Una condanna per abuso d’ufficio a sei mesi rimediata anche in secondo grado, eppure continua a sedere in Consiglio regionale. È il singolare caso che coinvolge Giovanni Muraca, esponente del Pd reggino, subentrato lo scorso 12 dicembre a Palazzo Campanella al posto del dimissionario Nicola Irto, nel frattempo eletto in Senato. Il decreto legislativo 235/2012 (meglio conosciuto come legge Severino), però, indica espressamente altro: ovvero la sospensione dalla carica di presidente, assessore e consigliere regionale per coloro che abbiano riportato una condanna non definitiva per uno dei delitti indicati all’articolo 7 comma 1 tra i quali è compreso il reato di cui all’articolo 323 del codice di procedura penale.

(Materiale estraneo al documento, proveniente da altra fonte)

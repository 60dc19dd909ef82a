//! Tracing subscriber setup.
//!
//! Logs go to stderr so the payload printed on stdout can be piped.

use tracing_subscriber::EnvFilter;

use crate::config::LogFormat;

/// Filter used when `RUST_LOG` is unset or invalid.
const DEFAULT_FILTER: &str = "info";

/// Install the global subscriber. Later calls are ignored.
pub fn init(format: LogFormat) {
    let filter =
        EnvFilter::try_from_default_env().unwrap_or_else(|_| EnvFilter::new(DEFAULT_FILTER));
    let builder = tracing_subscriber::fmt()
        .with_env_filter(filter)
        .with_writer(std::io::stderr);

    let _ = match format {
        LogFormat::Json => builder.json().try_init(),
        LogFormat::Pretty => builder.try_init(),
    };
}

Per comprendere meglio i contorni della vicenda, è necessario un piccolo passo indietro. Lo scorso 8 novembre la Corte d’appello di Reggio Calabria ha sostanzialmente confermato - pur con una rideterminazione delle pene - le condanne per il processo “Miramare” che vedeva coinvolta tutta la Giunta comunale (dunque, compreso Muraca) guidata da Giuseppe Falcomatà. Il procedimento è nato a seguito un'inchiesta della Procura sulle irregolarità nelle procedure di affidamento ad un'associazione, che sarebbero avvenute senza bando, dell’Hotel Miramare.
Spettatore (interessato) a quanto sta avvenendo è Antonio Billari. L’ingegnere originario di Palmi, con una lunga trafila nel movimento giovanile del Pd, alle ultime elezioni regionali si è piazzato al terzo posto - per numero di preferenze conseguite - della lista dem, dopo Irto e Muraca. Con la sospensione di Muraca almeno fino a novembre 2023, sarebbe suo lo scranno che si libererebbe a Palazzo Campanella. Per Billari non è la prima volta di un arrivo a legislatura corso: è successo pure a settembre 2020, quando surrogò il dimissionario Pippo Callipo, candidato a governatore col centrosinistra.